Combining the log transformation with the second-order polynomial fit strikes a reasonable balance between model fit and assumption adherence. The scatter plot shows that a "perfect" model is unlikely, as a few points deviate substantially from the modeled relationship. These outliers may represent counties where the relationship between rent and income differs from the majority, potentially wielding disproportionate influence on the model.

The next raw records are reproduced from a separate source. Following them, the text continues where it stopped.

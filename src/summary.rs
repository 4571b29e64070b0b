//! Headline metrics derived from a forecast result.

use crate::core::ForecastResult;
use crate::utils::stats::mean;
use serde::Serialize;

/// Summary figures for display alongside the chart.
///
/// A pure function of [`ForecastResult`]; recomputed on demand, never stored.
#[derive(Debug, Clone, Copy, PartialEq, Serialize)]
pub struct SummaryMetrics {
    pub historical_average: f64,
    pub forecast_average: f64,
    /// Percentage change from the historical to the forecast average;
    /// exactly zero when the historical average is zero.
    pub growth_rate_percent: f64,
    pub historical_total: f64,
    pub forecast_total: f64,
    pub forecast_periods: usize,
}

/// Compute summary metrics. Always succeeds for a well-formed result.
pub fn summarize(result: &ForecastResult) -> SummaryMetrics {
    let historical: Vec<f64> = result.historical().values();
    let forecast: Vec<f64> = result.forecast().iter().map(|p| p.value).collect();

    let historical_average = mean(&historical);
    let forecast_average = mean(&forecast);
    let growth_rate_percent = if historical_average == 0.0 {
        0.0
    } else {
        (forecast_average - historical_average) / historical_average * 100.0
    };

    SummaryMetrics {
        historical_average,
        forecast_average,
        growth_rate_percent,
        historical_total: historical.iter().sum(),
        forecast_total: forecast.iter().sum(),
        forecast_periods: forecast.len(),
    }
}

#[cfg(test)]
mod tests {
    use super::*;
    use crate::core::{CleanedSeries, Frequency, ModelInfo, TimeSeriesPoint};
    use approx::assert_relative_eq;
    use chrono::{Months, NaiveDate};

    fn result_with(historical: Vec<f64>, forecast: Vec<f64>) -> ForecastResult {
        let start = NaiveDate::from_ymd_opt(2023, 1, 1).unwrap();
        let points: Vec<TimeSeriesPoint> = historical
            .iter()
            .enumerate()
            .map(|(i, &v)| {
                TimeSeriesPoint::new(
                    start.checked_add_months(Months::new(i as u32)).unwrap(),
                    v,
                )
            })
            .collect();
        let n = points.len() as u32;
        let series = CleanedSeries::new(points, Some(Frequency::Monthly)).unwrap();
        let forecast_points = forecast
            .iter()
            .enumerate()
            .map(|(i, &v)| {
                TimeSeriesPoint::new(
                    start
                        .checked_add_months(Months::new(n + i as u32))
                        .unwrap(),
                    v,
                )
            })
            .collect();
        ForecastResult::new(
            series,
            forecast_points,
            ModelInfo {
                name: "DampedTrend".to_string(),
                damped: true,
                seasonal_period: None,
            },
        )
    }

    #[test]
    fn averages_and_growth_rate() {
        let result = result_with(vec![100.0, 200.0, 300.0, 400.0, 500.0, 600.0], vec![700.0, 800.0]);
        let metrics = summarize(&result);

        assert_relative_eq!(metrics.historical_average, 350.0, epsilon = 1e-9);
        assert_relative_eq!(metrics.forecast_average, 750.0, epsilon = 1e-9);
        assert_relative_eq!(
            metrics.growth_rate_percent,
            (750.0 - 350.0) / 350.0 * 100.0,
            epsilon = 1e-9
        );
        assert_relative_eq!(metrics.historical_total, 2100.0, epsilon = 1e-9);
        assert_relative_eq!(metrics.forecast_total, 1500.0, epsilon = 1e-9);
        assert_eq!(metrics.forecast_periods, 2);
    }

    #[test]
    fn zero_historical_average_gives_zero_growth() {
        let result = result_with(
            vec![-100.0, 100.0, -200.0, 200.0, -50.0, 50.0],
            vec![10.0],
        );
        let metrics = summarize(&result);
        assert_eq!(metrics.historical_average, 0.0);
        assert_eq!(metrics.growth_rate_percent, 0.0);
    }

    #[test]
    fn growth_rate_positive_for_rising_forecast() {
        let result = result_with(vec![100.0; 6], vec![110.0, 120.0]);
        let metrics = summarize(&result);
        assert!(metrics.growth_rate_percent > 0.0);
    }
}
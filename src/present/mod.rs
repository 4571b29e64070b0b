//! Presentation: chart specification and delimited export.
//!
//! Pure transformations of a [`crate::core::ForecastResult`]; rendering and
//! download handling belong to the external UI layer.

mod chart;
mod export;

pub use chart::{chart_spec, ChartSpec, LineStyle, SeriesKind, SeriesSpec};
pub use export::{from_csv, to_csv, ExportRow};
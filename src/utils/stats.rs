//! Small statistical helpers.

/// Arithmetic mean of a slice. NaN for an empty slice.
pub fn mean(values: &[f64]) -> f64 {
    if values.is_empty() {
        return f64::NAN;
    }
    values.iter().sum::<f64>() / values.len() as f64
}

Another diagnostic plot yet to be explored is the Normal Q-Q plot of the residuals. This plot is shown below:

```{r fig.height=2.8, fig.width=2.8, results='hide', echo = FALSE}
eda_theo(M1$residuals, ylab = "Residuals", show.par = FALSE)
```

The Q-Q plot reveals symmetry in the residuals, with no evidence of skew.  Within the +/- 1 standard deviation range, the points stay close to the line, though the slight "S" shape at the tails indicates shorter than expected tails.

This example highlights the iterative nature of exploratory analysis. It also demonstrates that there is no single "correct" workflow nor a single "correct" answer.